(Task input)

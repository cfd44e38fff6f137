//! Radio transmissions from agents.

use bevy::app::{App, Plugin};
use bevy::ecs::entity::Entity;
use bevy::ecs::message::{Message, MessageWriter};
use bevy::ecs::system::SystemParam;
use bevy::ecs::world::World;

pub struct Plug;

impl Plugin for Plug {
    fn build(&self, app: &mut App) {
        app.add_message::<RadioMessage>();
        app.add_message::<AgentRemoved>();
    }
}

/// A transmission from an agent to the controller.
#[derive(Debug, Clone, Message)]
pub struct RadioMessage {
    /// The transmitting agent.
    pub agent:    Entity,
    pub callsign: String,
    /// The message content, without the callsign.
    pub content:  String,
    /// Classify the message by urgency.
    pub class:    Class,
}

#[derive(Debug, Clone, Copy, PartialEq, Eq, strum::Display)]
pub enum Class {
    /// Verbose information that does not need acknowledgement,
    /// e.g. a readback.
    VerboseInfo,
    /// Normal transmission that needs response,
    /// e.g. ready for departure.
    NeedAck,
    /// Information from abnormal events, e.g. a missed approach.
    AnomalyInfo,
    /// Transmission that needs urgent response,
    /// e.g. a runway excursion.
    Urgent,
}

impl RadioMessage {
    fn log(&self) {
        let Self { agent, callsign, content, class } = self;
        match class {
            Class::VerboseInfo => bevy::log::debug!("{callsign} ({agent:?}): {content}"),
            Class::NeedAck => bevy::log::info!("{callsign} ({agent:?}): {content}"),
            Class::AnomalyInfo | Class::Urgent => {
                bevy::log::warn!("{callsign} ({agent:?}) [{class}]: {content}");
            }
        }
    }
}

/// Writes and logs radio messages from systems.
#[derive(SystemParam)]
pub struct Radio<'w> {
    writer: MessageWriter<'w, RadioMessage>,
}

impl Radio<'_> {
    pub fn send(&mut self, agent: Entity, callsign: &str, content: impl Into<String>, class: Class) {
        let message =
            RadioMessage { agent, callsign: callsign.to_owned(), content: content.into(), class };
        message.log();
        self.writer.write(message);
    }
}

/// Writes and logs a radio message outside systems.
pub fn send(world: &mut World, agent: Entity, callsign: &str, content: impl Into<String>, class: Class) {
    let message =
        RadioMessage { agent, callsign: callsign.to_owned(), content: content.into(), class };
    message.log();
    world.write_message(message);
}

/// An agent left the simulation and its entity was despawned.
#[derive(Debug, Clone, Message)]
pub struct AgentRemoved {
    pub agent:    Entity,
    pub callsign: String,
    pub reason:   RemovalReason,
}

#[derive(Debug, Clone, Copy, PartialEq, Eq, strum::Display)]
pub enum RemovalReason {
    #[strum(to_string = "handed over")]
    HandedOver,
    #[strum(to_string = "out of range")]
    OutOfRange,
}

(End Task input)

## Work instruction
Restate word for word each line of the data from the one with "pub enum RemovalReason" to the last, keeping both ends.

## Solution
pub enum RemovalReason {
    #[strum(to_string = "handed over")]
    HandedOver,
    #[strum(to_string = "out of range")]
    OutOfRange,
}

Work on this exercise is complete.